The event was centered around an acclaimed 8-part Times-Picayune series titled “Louisiana Incarcerated,” by reporter Cindy Chang. For the series, Chang talked with the formerly incarcerated and criminal justice reformers to get a complete story of the juvenile and criminal justice systems. The town hall styled symposium provided opportunities for panelists to offer their thoughts on the sources of Louisiana’s incarceration problems as well as potential solutions.
Concurring with Gusman’s perspective of root causes, U.S. Attorney for the Eastern District of Louisiana Jim Letten said, “the most important part of our jobs is education and prevention. I wouldn’t have told you that 13 years ago.” Letten iterated what several panelists expressed during the panel sessions, which took place over the course of two hours.

Whereas discussants spoke theoretically about the causes that compel individuals to commit crimes, they provided much more detail on what should happen after someone is released from incarceration. Letten said, “I think we have to build into every discussion elimination or reduction of recidivism which means reentry [programs], aggressive reentry the first time so individuals don’t end up in those situations.”
Letten clarified that we will always need jails and prisons for those who commit heinous crimes. However, Letten made room for individuals who have been locked up for significant periods of time for relatively minor crimes. “We have a duty to the victims of society to release them as productive members of society,” he said.
The daily per-prisoner expenditure for an inmate at a Louisiana state prison is $55 a day, but local prisons only receive $24.39 per inmate. Sheriffs need to create a profit margin so they can purchase equipment and hire personnel for their departments, which means that local prisons have little money for reentry and rehabilitation programs.

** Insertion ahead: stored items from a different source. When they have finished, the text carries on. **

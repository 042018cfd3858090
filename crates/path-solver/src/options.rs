//! Solver options.
//!
//! Options deserialize from JSON. The reframe threshold comes in two
//! mutually exclusive forms: a single symmetric `min_motion_to_reframe`,
//! or an `upper`/`lower` pair for direction-dependent sensitivity. Which
//! form is set is checked by [`KinematicOptions::validate`] when the
//! solver receives its first observation.

use std::path::Path;

use reframe_common::error::{ReframeError, ReframeResult};
use serde::{Deserialize, Serialize};

use crate::error::{SolverError, SolverResult};
use crate::motion::ReframeThreshold;

/// Tuning for a [`crate::KinematicPathSolver`].
///
/// Angular quantities are in degrees; the solver converts pixel deltas
/// using its pixels-per-degree calibration.
#[derive(Debug, Clone, PartialEq, Serialize, Deserialize)]
#[serde(deny_unknown_fields)]
pub struct KinematicOptions {
    /// Symmetric threshold (degrees) a stationary camera needs before it moves.
    #[serde(default)]
    pub min_motion_to_reframe: Option<f64>,

    /// Threshold for positive deltas when using asymmetric thresholds.
    #[serde(default)]
    pub min_motion_to_reframe_upper: Option<f64>,

    /// Threshold for non-positive deltas when using asymmetric thresholds.
    #[serde(default)]
    pub min_motion_to_reframe_lower: Option<f64>,

    /// Deadband (degrees). A moving camera settles once inside it.
    #[serde(default)]
    pub reframe_window: f64,

    /// How far back the median filter looks (microseconds).
    #[serde(default)]
    pub filtering_time_window_us: u64,

    /// Response time (seconds) the velocity blend is normalized against.
    #[serde(default = "default_update_rate_seconds")]
    pub update_rate_seconds: f64,

    /// Ceiling on the per-observation velocity blend weight.
    #[serde(default = "default_max_update_rate")]
    pub max_update_rate: f64,

    /// Smoothing weight for the mean observation period.
    #[serde(default = "default_mean_period_update_rate")]
    pub mean_period_update_rate: f64,

    /// Velocity limit (degrees per second).
    #[serde(default = "default_max_velocity")]
    pub max_velocity: f64,
}

fn default_update_rate_seconds() -> f64 {
    0.2
}

fn default_max_update_rate() -> f64 {
    0.8
}

fn default_mean_period_update_rate() -> f64 {
    0.25
}

fn default_max_velocity() -> f64 {
    18.0
}

impl Default for KinematicOptions {
    fn default() -> Self {
        Self::symmetric(1.8)
    }
}

impl KinematicOptions {
    /// Options with a single symmetric reframe threshold and default rates.
    pub fn symmetric(min_motion_to_reframe: f64) -> Self {
        Self {
            min_motion_to_reframe: Some(min_motion_to_reframe),
            min_motion_to_reframe_upper: None,
            min_motion_to_reframe_lower: None,
            reframe_window: 0.0,
            filtering_time_window_us: 0,
            update_rate_seconds: default_update_rate_seconds(),
            max_update_rate: default_max_update_rate(),
            mean_period_update_rate: default_mean_period_update_rate(),
            max_velocity: default_max_velocity(),
        }
    }

    /// Options with separate thresholds for positive and negative motion.
    pub fn asymmetric(upper: f64, lower: f64) -> Self {
        Self {
            min_motion_to_reframe: None,
            min_motion_to_reframe_upper: Some(upper),
            min_motion_to_reframe_lower: Some(lower),
            ..Self::symmetric(0.0)
        }
    }

    pub fn with_reframe_window(mut self, degrees: f64) -> Self {
        self.reframe_window = degrees;
        self
    }

    pub fn with_filtering_time_window_us(mut self, window_us: u64) -> Self {
        self.filtering_time_window_us = window_us;
        self
    }

    pub fn with_update_rate_seconds(mut self, seconds: f64) -> Self {
        self.update_rate_seconds = seconds;
        self
    }

    pub fn with_max_update_rate(mut self, rate: f64) -> Self {
        self.max_update_rate = rate;
        self
    }

    pub fn with_mean_period_update_rate(mut self, rate: f64) -> Self {
        self.mean_period_update_rate = rate;
        self
    }

    pub fn with_max_velocity(mut self, degrees_per_sec: f64) -> Self {
        self.max_velocity = degrees_per_sec;
        self
    }

    /// Check every configuration invariant and resolve the threshold form.
    pub fn validate(&self) -> SolverResult<ReframeThreshold> {
        let threshold = match (
            self.min_motion_to_reframe,
            self.min_motion_to_reframe_upper,
            self.min_motion_to_reframe_lower,
        ) {
            (Some(symmetric), None, None) => ReframeThreshold::Symmetric(symmetric),
            (None, Some(upper), Some(lower)) => ReframeThreshold::Asymmetric { upper, lower },
            (None, None, None) => {
                return Err(SolverError::config(
                    "must set min_motion_to_reframe or min_motion_to_reframe_upper and min_motion_to_reframe_lower",
                ));
            }
            (Some(_), _, _) => {
                return Err(SolverError::config(
                    "min_motion_to_reframe cannot be combined with min_motion_to_reframe_upper/lower",
                ));
            }
            (None, _, _) => {
                return Err(SolverError::config(
                    "min_motion_to_reframe_upper and min_motion_to_reframe_lower must be set together",
                ));
            }
        };

        for (name, value) in threshold.named_values() {
            non_negative(name, value)?;
        }
        non_negative("reframe_window", self.reframe_window)?;
        non_negative("max_update_rate", self.max_update_rate)?;
        non_negative("mean_period_update_rate", self.mean_period_update_rate)?;
        non_negative("max_velocity", self.max_velocity)?;
        if !(self.update_rate_seconds > 0.0 && self.update_rate_seconds.is_finite()) {
            return Err(SolverError::config(format!(
                "update_rate_seconds must be greater than 0, got {}",
                self.update_rate_seconds
            )));
        }

        for (name, value) in threshold.named_values() {
            if self.reframe_window > value {
                return Err(SolverError::config(format!(
                    "reframe_window {} cannot exceed {name} {value}",
                    self.reframe_window
                )));
            }
        }

        Ok(threshold)
    }

    /// Parse options from a JSON string.
    pub fn from_json(content: &str) -> Result<Self, serde_json::Error> {
        serde_json::from_str(content)
    }

    /// Load options from a JSON file.
    pub fn from_json_file(path: &Path) -> ReframeResult<Self> {
        let content =
            std::fs::read_to_string(path).map_err(|e| ReframeError::from_io_at(e, path))?;
        Self::from_json(&content).map_err(|e| {
            ReframeError::config(format!("Failed to parse options {}: {e}", path.display()))
        })
    }

    /// Pretty JSON, as written by `reframe init`.
    pub fn to_json_pretty(&self) -> Result<String, serde_json::Error> {
        serde_json::to_string_pretty(self)
    }
}

fn non_negative(name: &str, value: f64) -> SolverResult<()> {
    // Also rejects NaN.
    if value >= 0.0 && value.is_finite() {
        Ok(())
    } else {
        Err(SolverError::config(format!(
            "{name} must be greater than or equal to 0, got {value}"
        )))
    }
}

#[cfg(test)]
mod tests {
    use super::*;

    fn reason(err: SolverError) -> String {
        match err {
            SolverError::InvalidConfiguration { reason } => reason,
            other => panic!("expected InvalidConfiguration, got {other:?}"),
        }
    }

    #[test]
    fn test_defaults_validate() {
        let threshold = KinematicOptions::default().validate().unwrap();
        assert_eq!(threshold, ReframeThreshold::Symmetric(1.8));
    }

    #[test]
    fn test_asymmetric_validates() {
        let options = KinematicOptions::asymmetric(3.0, 1.0).with_reframe_window(0.5);
        assert_eq!(
            options.validate().unwrap(),
            ReframeThreshold::Asymmetric {
                upper: 3.0,
                lower: 1.0
            }
        );
    }

    #[test]
    fn test_threshold_forms_are_exclusive() {
        let mut neither = KinematicOptions::default();
        neither.min_motion_to_reframe = None;
        assert!(reason(neither.validate().unwrap_err()).contains("must set"));

        let mut both = KinematicOptions::asymmetric(2.0, 2.0);
        both.min_motion_to_reframe = Some(2.0);
        assert!(reason(both.validate().unwrap_err()).contains("cannot be combined"));

        let mut half_pair = KinematicOptions::asymmetric(2.0, 2.0);
        half_pair.min_motion_to_reframe_lower = None;
        assert!(reason(half_pair.validate().unwrap_err()).contains("set together"));
    }

    #[test]
    fn test_deadband_cannot_exceed_threshold() {
        let err = KinematicOptions::symmetric(1.0)
            .with_reframe_window(1.5)
            .validate()
            .unwrap_err();
        assert!(reason(err).contains("reframe_window"));

        // Equal is allowed.
        assert!(KinematicOptions::symmetric(1.0)
            .with_reframe_window(1.0)
            .validate()
            .is_ok());

        // Asymmetric checks both sides.
        let err = KinematicOptions::asymmetric(4.0, 1.0)
            .with_reframe_window(2.0)
            .validate()
            .unwrap_err();
        assert!(reason(err).contains("min_motion_to_reframe_lower"));
    }

    #[test]
    fn test_rate_constants_are_checked() {
        let err = KinematicOptions::default()
            .with_update_rate_seconds(0.0)
            .validate()
            .unwrap_err();
        assert!(reason(err).contains("update_rate_seconds"));

        assert!(KinematicOptions::default()
            .with_max_velocity(-1.0)
            .validate()
            .is_err());
        assert!(KinematicOptions::default()
            .with_mean_period_update_rate(f64::NAN)
            .validate()
            .is_err());
        assert!(KinematicOptions::default()
            .with_max_update_rate(-0.1)
            .validate()
            .is_err());
    }

    #[test]
    fn test_json_fills_rate_defaults() {
        let options = KinematicOptions::from_json(
            r#"{"min_motion_to_reframe_upper": 2.5, "min_motion_to_reframe_lower": 1.5, "reframe_window": 1.0}"#,
        )
        .unwrap();
        assert_eq!(options.min_motion_to_reframe, None);
        assert_eq!(options.update_rate_seconds, 0.2);
        assert_eq!(options.max_velocity, 18.0);
        assert!(options.validate().is_ok());
    }

    #[test]
    fn test_json_rejects_unknown_fields() {
        assert!(KinematicOptions::from_json(r#"{"min_motion_to_refrme": 2.0}"#).is_err());
    }

    #[test]
    fn test_json_roundtrip() {
        let options = KinematicOptions::symmetric(5.0)
            .with_reframe_window(2.0)
            .with_filtering_time_window_us(1_000_000);
        let parsed = KinematicOptions::from_json(&options.to_json_pretty().unwrap()).unwrap();
        assert_eq!(parsed, options);
    }
}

That’s where other panelists joined in. State Representative Wesley Bishop said, “We’re releasing people from prison and they are no better once they get out than they were when they got in [because we aren’t rehabilitating them and preparing them to reenter society].” In addition, formerly incarcerated people face significant barriers when they apply for a job to become productive members of society.

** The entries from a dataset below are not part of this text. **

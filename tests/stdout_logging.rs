//! ---
//! rally_section: "05-testing"
//! rally_subsection: "integration-tests"
//! rally_type: "source"
//! rally_scope: "code"
//! rally_description: "Log lines written to stdout by a child process."
//! rally_version: "v0.1.0"
//! rally_owner: "tbd"
//! ---
//! The logger writes straight to the process stdout, so this target runs
//! without the test harness: it re-executes itself as a child that only
//! logs, and inspects exactly what the child printed.
use std::env;
use std::process::Command;

const CHILD_MODE: &str = "RALLYTOOLS_STDOUT_CHILD";

fn main() {
    if let Ok(mode) = env::var(CHILD_MODE) {
        emit_hello(&mode);
        return;
    }

    pretty_setup_prints_one_plain_line();
    json_setup_prints_one_json_object();
    println!("stdout_logging: 2 checks passed");
}

fn emit_hello(mode: &str) {
    rallytools::setup_logging("INFO", mode == "json").expect("configure logging");
    rallytools::get_logger("x").info("hello");
}

fn child_stdout_lines(mode: &str) -> Vec<String> {
    let output = Command::new(env::current_exe().expect("test binary path"))
        .env(CHILD_MODE, mode)
        .output()
        .expect("spawn child");
    assert!(
        output.status.success(),
        "child failed: {}",
        String::from_utf8_lossy(&output.stderr)
    );
    String::from_utf8_lossy(&output.stdout)
        .lines()
        .filter(|line| !line.trim().is_empty())
        .map(str::to_owned)
        .collect()
}

fn pretty_setup_prints_one_plain_line() {
    let lines = child_stdout_lines("pretty");
    assert_eq!(lines.len(), 1, "unexpected output: {lines:?}");

    // Piped stdout is not a terminal, so no colour codes.
    let line = &lines[0];
    assert!(!line.contains('\x1b'), "colour codes in {line:?}");
    assert!(line.contains(" INFO "), "{line}");
    assert!(line.contains("hello"), "{line}");
    assert!(line.ends_with("logger=x"), "{line}");
}

fn json_setup_prints_one_json_object() {
    let lines = child_stdout_lines("json");
    assert_eq!(lines.len(), 1, "unexpected output: {lines:?}");

    let record: serde_json::Value = serde_json::from_str(&lines[0]).expect("line parses as json");
    assert_eq!(record["message"], "hello");
    assert_eq!(record["logger"], "x");
    assert_eq!(record["level"], "INFO");
    assert!(record["timestamp"].is_string());
}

Bishop explained that the formerly incarcerated, “face the dreaded box 13 on the back of every single application, whether it’s to a college or it’s to a job that says have you ever been convicted before. Once they check yes, most employers check no.”

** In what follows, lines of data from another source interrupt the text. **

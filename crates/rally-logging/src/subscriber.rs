//! ---
//! rally_section: "01-logging"
//! rally_subsection: "module"
//! rally_type: "source"
//! rally_scope: "code"
//! rally_description: "Global subscriber installation and in-place reconfiguration."
//! rally_version: "v0.1.0"
//! rally_owner: "tbd"
//! ---
use std::fs;
use std::io::{self, IsTerminal};

use once_cell::sync::OnceCell;
use tracing::level_filters::LevelFilter;
use tracing_appender::rolling::{RollingFileAppender, Rotation};
use tracing_subscriber::fmt::{self, writer::BoxMakeWriter};
use tracing_subscriber::layer::{Layered, SubscriberExt};
use tracing_subscriber::util::SubscriberInitExt;
use tracing_subscriber::{reload, Layer, Registry};

use crate::json_lines::LoggerKeyWriter;
use crate::{LogFormat, LogTarget, LoggingError, LoggingSettings, Result};

pub(crate) type FormatLayer = Box<dyn Layer<Registry> + Send + Sync>;

type FormatHandle = reload::Handle<FormatLayer, Registry>;
type LevelHandle =
    reload::Handle<LevelFilter, Layered<reload::Layer<FormatLayer, Registry>, Registry>>;

struct ReloadHandles {
    format: FormatHandle,
    level: LevelHandle,
}

impl ReloadHandles {
    fn apply(&self, settings: &LoggingSettings) -> Result<()> {
        self.format.reload(build_format_layer(settings)?)?;
        self.level.reload(settings.level.level_filter())?;
        Ok(())
    }
}

static HANDLES: OnceCell<ReloadHandles> = OnceCell::new();

/// Install the global subscriber on first use, reload it afterwards.
pub(crate) fn configure(settings: &LoggingSettings) -> Result<()> {
    let mut installed = false;
    let handles = HANDLES.get_or_try_init(|| {
        installed = true;
        install(settings)
    })?;
    if !installed {
        handles.apply(settings)?;
    }
    Ok(())
}

pub(crate) fn is_installed() -> bool {
    HANDLES.get().is_some()
}

fn install(settings: &LoggingSettings) -> Result<ReloadHandles> {
    let (format_layer, format) = reload::Layer::new(build_format_layer(settings)?);
    let (level_layer, level) = reload::Layer::new(settings.level.level_filter());

    tracing_subscriber::registry()
        .with(format_layer)
        .with(level_layer)
        .try_init()?;

    Ok(ReloadHandles { format, level })
}

/// Build the line formatter for `settings`, without any level filtering.
pub(crate) fn build_format_layer(settings: &LoggingSettings) -> Result<FormatLayer> {
    let writer = make_writer(&settings.target)?;

    let layer = match settings.format {
        LogFormat::StructuredJson => fmt::layer()
            .json()
            .flatten_event(true)
            .with_current_span(false)
            .with_span_list(false)
            .with_timer(fmt::time::UtcTime::rfc_3339())
            .with_writer(LoggerKeyWriter::new(writer))
            .boxed(),
        LogFormat::Pretty => fmt::layer()
            .with_target(false)
            .with_ansi(use_ansi(&settings.target))
            .with_timer(fmt::time::UtcTime::rfc_3339())
            .with_writer(writer)
            .boxed(),
    };
    Ok(layer)
}

/// Colour only when the stream is an interactive terminal.
fn use_ansi(target: &LogTarget) -> bool {
    match target {
        LogTarget::Stdout => io::stdout().is_terminal(),
        LogTarget::Stderr => io::stderr().is_terminal(),
        LogTarget::File(_) => false,
    }
}

fn make_writer(target: &LogTarget) -> Result<BoxMakeWriter> {
    match target {
        LogTarget::Stdout => Ok(BoxMakeWriter::new(io::stdout)),
        LogTarget::Stderr => Ok(BoxMakeWriter::new(io::stderr)),
        LogTarget::File(path) => {
            let file_error = |reason: String| LoggingError::LogFile {
                path: path.clone(),
                reason,
            };
            let file_name = path
                .file_name()
                .and_then(|name| name.to_str())
                .ok_or_else(|| file_error("path has no usable file name".to_owned()))?;
            let directory = match path.parent() {
                Some(parent) if !parent.as_os_str().is_empty() => parent.to_path_buf(),
                _ => std::path::PathBuf::from("."),
            };
            fs::create_dir_all(&directory).map_err(|err| file_error(err.to_string()))?;

            let appender = RollingFileAppender::builder()
                .rotation(Rotation::NEVER)
                .filename_prefix(file_name)
                .build(&directory)
                .map_err(|err| file_error(err.to_string()))?;
            Ok(BoxMakeWriter::new(appender))
        }
    }
}

#[cfg(test)]
mod tests {
    use std::path::PathBuf;

    use super::*;

    #[test]
    fn file_target_without_file_name_is_rejected() {
        let settings = LoggingSettings::default().with_target(LogTarget::File(PathBuf::from("/")));
        let err = build_format_layer(&settings).err().expect("root has no file name");
        assert!(matches!(err, LoggingError::LogFile { .. }));
    }

    #[test]
    fn file_target_creates_missing_directories() {
        let dir = tempfile::tempdir().unwrap();
        let path = dir.path().join("nested").join("logs").join("run.log");
        let settings = LoggingSettings::default().with_target(LogTarget::File(path.clone()));
        build_format_layer(&settings).unwrap();
        assert!(path.parent().unwrap().is_dir());
    }

    #[test]
    fn file_targets_never_colour() {
        let target = LogTarget::File(PathBuf::from("run.log"));
        assert!(!use_ansi(&target));
    }
}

Norris Henderson, who was wrongly incarcerated for 27 years and is now the Executive Director of Voices of the Ex-Offender (VOTE), clarified the national movement of which Bishop referred to. “If our city steps up and ban the box it would encourage everyone that contracts with this city to band the box,” he said.
Darren Aldridge expressed the perils of life after incarceration. “Every time I try to fill out an application they ask have you been convicted and what for, and I check yes and tell them what it’s for. It’s like you don’t hear no feed back, no call, no nothing,” he explained.
Fighting the incarceration problem will require job programs as a preventative measure and as a rehabilitative tool. Judge Jules D. Edwards, III said, “Eighty percent of the people that were incarcerated that have jobs, don’t reoffend and it makes sense.”
But during a lively question and answer session many challenged the panelists about the source of the incarceration problem. Notable activist Dyan French, affectionately known as Mama D bellowed form the line, “racism is going to have to be dealt with.” Other audience members pointed out that the business of incarceration in Louisiana is conveniently falling on the backs of black people. Alex Mikulich of Loyola’s Jesuit Social Research Institute asked, “when and how will whites be called to responsibility to end disproportionate sentencing and incarceration of people of color?”
If racism is part of the source of our incarceration problem, then rehabilitation will also have to occur among people who have not been incarcerated. It will take an effort on the part of many groups across New Orleans to tackle the problem of over-incarceration and under-rehabilitation.  

Andre Perry, Ph.D. is a scholar, commentator and activist. He is the Associate Director for Educational Initiatives for Loyola Institute for Quality and Equity in Education. A native of Pittsburgh, Pa., Perry earned his Ph.D. in education policy and leadership, with an emphasis in higher education from the University of Maryland College Park. His research and teaching interests are college access and retention, charter schools and immigrant educational rights. He has published numerous scholarly and popular articles in those areas.